Администрация Рузвельта, пусть из самых благих побуждений, своими действиями порождала общую атмосферу неуверенности. Никто не мог предугадать, какой закон или постановление свалится на голову завтра, куда повернет политический курс. А капитал может справиться со всем, кроме непредсказуемости. В итоге, по мнению Айн Рэнд, «все, чего смог добиться бизнес в рамках "Нового курса", окончательно развалилось к 1937 году. Более 10 млн безработных, деловая активность на уровне 1932 года, самого тяжелого периода Великой депрессии»[58].
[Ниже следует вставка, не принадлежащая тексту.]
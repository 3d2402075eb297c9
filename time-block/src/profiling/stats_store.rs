//! Path-keyed sample table shared by every context of a `TimeBlock`

use parking_lot::Mutex;
use rustc_hash::FxHashMap;
use serde::{Deserialize, Serialize};
use std::{collections::BTreeMap, fmt};

/// Separator used when a path is rendered for humans and in the report.
pub const PATH_SEPARATOR: &str = " > ";

/// Ordered labels from the outermost to the innermost scope, root excluded.
///
/// Ordering is lexicographic over the label sequence, which is the order rows
/// appear in the report.
#[derive(Debug, Clone, Default, PartialEq, Eq, PartialOrd, Ord, Hash, Serialize, Deserialize)]
#[serde(transparent)]
pub struct CallPath(Vec<String>);

impl CallPath {
    pub fn new<I, S>(labels: I) -> Self
    where
        I: IntoIterator<Item = S>,
        S: Into<String>,
    {
        Self(labels.into_iter().map(Into::into).collect())
    }

    pub fn labels(&self) -> &[String] {
        &self.0
    }

    pub fn len(&self) -> usize {
        self.0.len()
    }

    pub fn is_empty(&self) -> bool {
        self.0.is_empty()
    }

    /// The path one level up. Empty for top-level and empty paths.
    pub fn parent(&self) -> Self {
        let end = self.0.len().saturating_sub(1);
        Self(self.0[..end].to_vec())
    }

    /// The first two labels: the "root call" percent-of-total is taken against.
    pub fn root_call(&self) -> Self {
        let end = self.0.len().min(2);
        Self(self.0[..end].to_vec())
    }
}

impl fmt::Display for CallPath {
    fn fmt(&self, f: &mut fmt::Formatter<'_>) -> fmt::Result {
        f.write_str(&self.0.join(PATH_SEPARATOR))
    }
}

impl<S: Into<String>> FromIterator<S> for CallPath {
    fn from_iter<I: IntoIterator<Item = S>>(iter: I) -> Self {
        Self::new(iter)
    }
}

/// One observation taken when a scope exits.
#[derive(Debug, Clone, Copy, PartialEq, Serialize, Deserialize)]
pub struct Sample {
    /// Wall-clock seconds between enter and exit
    pub duration: f64,
    /// Resident memory at exit minus at entry, in bytes
    pub mem_delta: i64,
}

impl Sample {
    pub fn new(duration: f64, mem_delta: i64) -> Self {
        Self {
            duration,
            mem_delta,
        }
    }
}

/// Deep copy of a store's contents, sorted by path.
#[derive(Debug, Clone, Default, PartialEq, Serialize, Deserialize)]
#[serde(from = "Vec<StatsEntry>", into = "Vec<StatsEntry>")]
pub struct StatsSnapshot(BTreeMap<CallPath, Vec<Sample>>);

/// Wire form of one snapshot row. Paths are sequences, so the map is carried
/// as a list for formats that only allow string keys.
#[derive(Debug, Clone, Serialize, Deserialize)]
pub struct StatsEntry {
    pub path: CallPath,
    pub samples: Vec<Sample>,
}

impl From<Vec<StatsEntry>> for StatsSnapshot {
    fn from(entries: Vec<StatsEntry>) -> Self {
        let mut map: BTreeMap<CallPath, Vec<Sample>> = BTreeMap::new();
        for entry in entries {
            map.entry(entry.path).or_default().extend(entry.samples);
        }
        Self(map)
    }
}

impl From<StatsSnapshot> for Vec<StatsEntry> {
    fn from(snapshot: StatsSnapshot) -> Self {
        snapshot
            .0
            .into_iter()
            .map(|(path, samples)| StatsEntry { path, samples })
            .collect()
    }
}

impl StatsSnapshot {
    pub fn get(&self, path: &CallPath) -> Option<&[Sample]> {
        self.0.get(path).map(Vec::as_slice)
    }

    pub fn contains(&self, path: &CallPath) -> bool {
        self.0.contains_key(path)
    }

    pub fn iter(&self) -> impl Iterator<Item = (&CallPath, &[Sample])> {
        self.0.iter().map(|(path, samples)| (path, samples.as_slice()))
    }

    pub fn paths(&self) -> impl Iterator<Item = &CallPath> {
        self.0.keys()
    }

    /// Number of distinct paths
    pub fn len(&self) -> usize {
        self.0.len()
    }

    pub fn is_empty(&self) -> bool {
        self.0.is_empty()
    }

    /// Total samples across all paths
    pub fn sample_count(&self) -> usize {
        self.0.values().map(Vec::len).sum()
    }

    /// Append `sample` under `path`; used to assemble snapshots by hand.
    pub fn push(&mut self, path: CallPath, sample: Sample) {
        self.0.entry(path).or_default().push(sample);
    }
}

impl FromIterator<(CallPath, Vec<Sample>)> for StatsSnapshot {
    fn from_iter<I: IntoIterator<Item = (CallPath, Vec<Sample>)>>(iter: I) -> Self {
        let mut snapshot = Self::default();
        for (path, samples) in iter {
            snapshot.0.entry(path).or_default().extend(samples);
        }
        snapshot
    }
}

/// Thread-safe `CallPath -> [Sample]` table.
///
/// Every operation takes the one lock, so a `snapshot` sees a `record` or
/// `merge` either entirely or not at all.
#[derive(Debug, Default)]
pub struct StatsStore {
    inner: Mutex<FxHashMap<CallPath, Vec<Sample>>>,
}

impl StatsStore {
    pub fn new() -> Self {
        Self::default()
    }

    /// Append one sample; samples keep completion order per path.
    pub fn record(&self, path: CallPath, sample: Sample) {
        self.inner.lock().entry(path).or_default().push(sample);
    }

    pub fn snapshot(&self) -> StatsSnapshot {
        let stats = self.inner.lock();
        StatsSnapshot(
            stats
                .iter()
                .map(|(path, samples)| (path.clone(), samples.clone()))
                .collect(),
        )
    }

    /// Append foreign samples under their own paths, after any existing ones.
    pub fn merge(&self, other: &StatsSnapshot) {
        let mut stats = self.inner.lock();
        for (path, samples) in other.iter() {
            stats
                .entry(path.clone())
                .or_default()
                .extend_from_slice(samples);
        }
    }

    pub fn clear(&self) {
        self.inner.lock().clear();
    }

    /// Replace the whole table with `snapshot`.
    pub fn restore(&self, snapshot: StatsSnapshot) {
        let mut stats = self.inner.lock();
        stats.clear();
        stats.extend(snapshot.0);
    }

    pub fn is_empty(&self) -> bool {
        self.inner.lock().is_empty()
    }
}
//! Call-tree profiler for nested named blocks
//!
//! Every measured region is keyed by the full path of labels that enclose it,
//! so the same label under different callers is aggregated separately. Each
//! thread, tokio task and measured future has its own label stack; samples
//! from all of them land in one table per [`TimeBlock`].
//!
//! ```
//! let tb = time_block::TimeBlock::new();
//! let sum = tb.ctx("load", || tb.ctx("parse", || 40 + 2));
//! assert_eq!(sum, 42);
//! assert_eq!(tb.get_stats().len(), 2);
//! println!("{}", tb.format_stats());
//! ```
//!
//! The free functions below act on a process-wide default instance.

use std::{future::Future, sync::LazyLock};

pub mod config;
pub mod error;
pub mod logging;
pub mod profiling;
pub mod util;

pub use config::{ScopeOptions, TimeBlockConfig};
pub use error::TimeBlockError;
pub use profiling::{
    Call, CallPath, Decor, Sample, ScopeGuard, StatsSnapshot, TimeBlock, TimeBlockBuilder,
    TimeBlockState,
};
pub use util::mem2str;

static GLOBAL: LazyLock<TimeBlock> = LazyLock::new(TimeBlock::new);

/// The process-wide default instance, built on first use.
pub fn global() -> &'static TimeBlock {
    &GLOBAL
}

pub fn enter<S: Into<String>>(label: S) -> ScopeGuard<'static> {
    GLOBAL.enter(label)
}

pub fn ctx<S, R, F>(label: S, f: F) -> R
where
    S: Into<String>,
    F: FnOnce() -> R,
{
    GLOBAL.ctx(label, f)
}

pub fn ctx_with<S, R, F>(label: S, options: ScopeOptions, f: F) -> R
where
    S: Into<String>,
    F: FnOnce() -> R,
{
    GLOBAL.ctx_with(label, options, f)
}

pub fn try_ctx<S, T, E, F>(label: S, f: F) -> Result<T, E>
where
    S: Into<String>,
    F: FnOnce() -> Result<T, E>,
{
    GLOBAL.try_ctx(label, f)
}

pub async fn actx<S, F>(label: S, fut: F) -> F::Output
where
    S: Into<String>,
    F: Future,
{
    GLOBAL.actx(label, fut).await
}

pub async fn try_actx<S, F, T, E>(label: S, fut: F) -> Result<T, E>
where
    S: Into<String>,
    F: Future<Output = Result<T, E>>,
{
    GLOBAL.try_actx(label, fut).await
}

pub fn decor(options: ScopeOptions) -> Decor<'static> {
    GLOBAL.decor(options)
}

pub fn get_stats() -> StatsSnapshot {
    GLOBAL.get_stats()
}

pub fn add_stats(other: &StatsSnapshot) {
    GLOBAL.add_stats(other);
}

pub fn clear() {
    GLOBAL.clear();
}

pub fn format_stats() -> String {
    GLOBAL.format_stats()
}

pub fn print_stats() {
    GLOBAL.print_stats();
}

pub fn enable_notices() {
    GLOBAL.enable_notices();
}

pub fn disable_notices() {
    GLOBAL.disable_notices();
}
Рэнд не может простить Рузвельту разрушительного воздействия его политики на сознание людей. Вся философия капитала основана на том, что только деньги мотивируют человека к труду, а капитал пробуждает все новые «дремлющие производительные силы» общества, как выразился Маркс. Рузвельт поставил эту философию под сомнение.

Напрямую связывать убеждения человека с его происхождением — примитивный подход. Но все-таки у того, кто растет и воспитывается в богатой семье, как-то больше уважения к деньгам, он больше склонен считать, что богатство общества складывается из личных состояний. Рузвельт вырос в аристократической семье, его отец владел наследственным имением, солидными пакетами акций в ряде угольных и транспортных компаний, мать также принадлежала к местной аристократии. Он знал языки, много путешествовал с родителями по Европе, учился в одной из лучших школ страны под Бостоном, окончил Гарвард, отправился в магистратуру в Колумбийский университет, потом работал на Уолл-стрит.

Тем не менее его политику можно назвать популистской. Его любовь к простому американцу, положим, понятна — он же был политиком, а у подножия социальной лестницы толпится гораздо больше людей, чем на ее верхних ступеньках. Но такое неприятие «своекорыстных капиталистов»! Гарвард с Колумбийкой явно плохо объяснили будущему президенту роль этих людей в движении общественного автомобиля.